In the embodiment configured as described above, if the pedal 7c of the control pedal device 7 is operated with the non-attachment mode selected in the attachment selection device 20, the flow rate of the hydraulic fluid to be supplied to the attachment is limited by limiting the delivery rate of the second hydraulic pump 3. In the case where the attachment is mounted on the front work device 103 and various works are to be done, the attachment may be operated still in the non-attachment mode where the setting corresponding to the type of the attachment is not made. In such a case, therefore, the working speed of the attachment is significantly lowered, so that the work cannot be done. Thus, it is possible to suppress the failure and reduced life of the attachment and of the other hydraulic devices in the event that an operator has forgotten to switch from the non-attachment mode to the attachment mode and has operated the attachment.
Additionally, it is possible to allow the operator to recognize that she or he has forgotten to switch from the non-attachment mode to the attachment mode. Prompting the operator to switch the operation mode to the attachment mode can further surely suppress the prevention of the failure and reduced life of the attachment and of the other hydraulic devices.

A second embodiment of the present invention is described with reference to Figs. 6 to 9. Fig. 6 schematically illustrates the entire configuration of a hydraulic circuit system for a hydraulic excavator provided with an attachment control apparatus according to the present embodiment. Fig. 7 is a block diagram illustrating processing contents of a control unit according to the present embodiment. Fig. 8 illustrates the details of processing contents of a pump capacity control section. Fig. 9 illustrates the details of processing contents of a pilot pressure control section. Incidentally, Figs. 2 to 4 concurrently illustrate the attachment selection device 20 for explanation. In the figures, the configurations equivalent to those shown in Figs. 1 to 5 are denoted with like reference numerals and their explanations are omitted.

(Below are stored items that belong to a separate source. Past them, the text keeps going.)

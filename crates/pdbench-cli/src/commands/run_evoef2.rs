use crate::cli::RunEvoef2Args;
use crate::config::PartialConfig;
use crate::error::Result;
use crate::utils::progress::CliProgressHandler;
use pdbench::{engine::progress::ProgressReporter, workflows};
use tracing::{info, warn};

pub fn run(args: RunEvoef2Args, progress_handler: CliProgressHandler) -> Result<()> {
    let partial_config = PartialConfig::load(args.config.as_deref())?;
    let config = partial_config.merge_evoef2(&args)?;
    info!(
        "Running EvoEF2 from {:?} with up to {} processes",
        &config.executable, config.max_processes
    );

    let reporter = ProgressReporter::with_callback(progress_handler.get_callback());
    let summary = workflows::evoef2::run(&config, &reporter)?;

    println!(
        "✓ Designed {} of {} chain(s); sequences written to: {}",
        summary.designed.len(),
        summary.total(),
        config.working_dir.display()
    );
    if !summary.failed.is_empty() {
        warn!("{} EvoEF2 run(s) failed.", summary.failed.len());
        println!("Failed chains:");
        for (chain, reason) in &summary.failed {
            println!("  {}: {}", chain, reason);
        }
    }
    Ok(())
}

Referring to Fig. 6, similarly to the first embodiment, the hydraulic circuit system for the hydraulic excavator according to the present embodiment includes a prime mover 1 such as an engine; two main pumps, i.e., variable displacement first and second hydraulic pumps 2 and 3 driven by the prime mover 1; a fixed displacement pilot pump 4 driven by the prime mover 1; a control valve unit 5 connected to the first and second hydraulic pumps 2, 3; a breaker 110 as an attachment connected to the control valve unit 5; a plurality of hydraulic actuators including a boom cylinder 111, an arm cylinder 112, a bucket cylinder 113 and a swing motor 107 which are connected to the control valve unit 5 and not shown in the figure; a control pedal device 7 (attachment operating means) for operating the attachment (the breaker 110 in the embodiment); a plurality of operating units (not shown) including the operating units (not shown) for operating hydraulic actuators such as the boom cylinder 111, the arm cylinder 112, the bucket cylinder 113, the swing motor 107, traveling motors 114a, 114b, etc.; and pump capacity control systems 8, 9 for controlling the capacities (displacement volume or tilting of a swash plate) of the first and second hydraulic pumps 2, 3.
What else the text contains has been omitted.